Published by Jon Cooper on Thu, 26 Mar 2020 11:22

This is a form of prayer you might find helpful to use on Sunday Morning, perhaps at the time you would usually be in Church. Know that others, in their own homes, will be joining with you.  If a household are praying together one person may act as leader and the others join in the sections in bold type. If alone, read all the black words aloud. The bits in red type are to help guide you. 

Image courtesy of Davzelenka CC BY-SA 3.0


Opening Words

Before you begin you may wish to light a candle, make sure you are sitting comfortably and take a few deep breaths to still yourself.

The Lord is here. His Spirit is with us.

 Almighty God, to whom all hearts are open, all desires known, and from whom no secrets are hidden: cleanse the thoughts of our hearts by the inspiration of your Holy Spirit, that we may perfectly love you, and worthily magnify your holy name; through Christ our Lord. Amen.

Prayers of Penitence

Take a moment to reflect on your life and our need of God's compassion and mercy.

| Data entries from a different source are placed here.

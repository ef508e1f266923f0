use metrics::counter;
use serde::{Deserialize, Serialize};
use std::sync::Arc;
use tracing::{error, info, instrument, warn};
use uuid::Uuid;
use validator::{Validate, ValidationError};

use crate::config::IdentifierConfig;
use crate::errors::ServiceError;
use crate::repositories::{AssetStore, NewAssetRecord};
use crate::tags::{AssetTag, TagGenerator, TagSettings};

#[derive(Debug, Clone, Serialize, Deserialize, Validate)]
pub struct RegisterAssetRequest {
    pub location_id: Uuid,
    #[validate(length(min = 1, max = 255), custom = "validate_asset_name")]
    pub name: String,
}

fn validate_asset_name(name: &str) -> Result<(), ValidationError> {
    if name.trim().is_empty() {
        return Err(ValidationError::new("blank_asset_name"));
    }
    Ok(())
}

#[derive(Debug, Clone, PartialEq, Eq, Serialize)]
pub struct RegisteredAsset {
    pub id: Uuid,
    pub tag: AssetTag,
    /// Insert attempts it took, 1 when no collision occurred.
    pub attempts: u32,
}

/// Registers assets under freshly generated tags.
///
/// The tag sequence comes from counting the tags already stored under the
/// category prefix, which two concurrent callers may read identically. The
/// store's unique constraint rejects the loser, who recounts and tries again.
#[derive(Clone)]
pub struct AssetTagService {
    store: Arc<dyn AssetStore>,
    generator: TagGenerator,
    max_attempts: u32,
}

impl AssetTagService {
    pub fn new(store: Arc<dyn AssetStore>, generator: TagGenerator, max_attempts: u32) -> Self {
        Self {
            store,
            generator,
            max_attempts: max_attempts.max(1),
        }
    }

    pub fn from_config(store: Arc<dyn AssetStore>, cfg: &IdentifierConfig) -> Self {
        Self::new(
            store,
            TagGenerator::new(TagSettings::from(cfg)),
            cfg.max_insert_attempts,
        )
    }

    pub fn generator(&self) -> &TagGenerator {
        &self.generator
    }

    /// Tag an asset would receive given how many tags already share its prefix.
    pub fn preview_tag(
        &self,
        asset_name: &str,
        floor_name: &str,
        location_name: &str,
        existing_tag_count: u64,
    ) -> AssetTag {
        self.generator
            .generate(asset_name, floor_name, location_name, existing_tag_count)
    }

    #[instrument(skip(self, request), fields(location_id = %request.location_id))]
    pub async fn register_asset(
        &self,
        request: RegisterAssetRequest,
    ) -> Result<RegisteredAsset, ServiceError> {
        request.validate()?;
        let name = request.name.trim().to_string();

        let placement = self
            .store
            .resolve_location(request.location_id)
            .await?
            .ok_or_else(|| ServiceError::NotFound(format!("location {}", request.location_id)))?;

        let prefix = self.generator.category_prefix(&name);
        let count_prefix = TagGenerator::count_prefix(prefix);
        let id = Uuid::new_v4();

        for attempt in 1..=self.max_attempts {
            let existing = self.store.count_tags_with_prefix(&count_prefix).await?;
            let tag = self.generator.generate(
                &name,
                &placement.floor_name,
                &placement.location_name,
                existing,
            );

            let record = NewAssetRecord {
                id,
                location_id: placement.location_id,
                name: name.clone(),
                tag: tag.clone(),
            };

            match self.store.insert_asset(record).await {
                Ok(()) => {
                    counter!("facility_codes.asset_tags.allocated", 1);
                    info!(%tag, attempt, "Asset tag allocated");
                    return Ok(RegisteredAsset {
                        id,
                        tag,
                        attempts: attempt,
                    });
                }
                Err(err) if err.is_duplicate() => {
                    counter!("facility_codes.asset_tags.collisions", 1);
                    warn!(%tag, attempt, "Asset tag already taken; recounting");
                }
                Err(err) => return Err(err),
            }
        }

        error!(
            prefix,
            attempts = self.max_attempts,
            "Asset tag allocation kept colliding"
        );
        Err(ServiceError::Conflict(format!(
            "could not allocate a unique {} tag after {} attempts",
            prefix, self.max_attempts
        )))
    }
}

Most merciful God, Father of our Lord Jesus Christ, we confess that we have sinned in thought, word and deed. We have not loved you with our whole heart. We have not loved our neighbours as ourselves. In your mercy forgive what we have been, help us to amend what we are, and direct what we shall be; that we may do justly, love mercy, and walk humbly with you, our God. Amen.

May the God of love bring us back to himself, forgive us our sins, and assure us of his eternal love in Jesus Christ our Lord. Amen.

The Collect

You may like to pause for a moment and consider if there is one thing in particular that want to pray for or give thanks for today and offer it to God.

Most merciful God, who by the death and resurrection of your Son Jesus Christ delivered and saved the world: grant that by faith in him who suffered on the cross we may triumph in the power of his victory; through Jesus Christ your our Lord. Amen.

Readings

Psalm 130

Out of the depths have I cried to you, O Lord;
Lord, hear my voice; 
let your ears consider well the voice of my supplication.

If you, Lord, were to mark what is done amiss, 
O Lord, who could stand?
But there is forgiveness with you, 
so that you shall be feared.

I wait for the Lord; my soul waits for him; 
in his word is my hope. 
My soul waits for the Lord,
more than the night watch for the morning, 
more than the night watch for the morning.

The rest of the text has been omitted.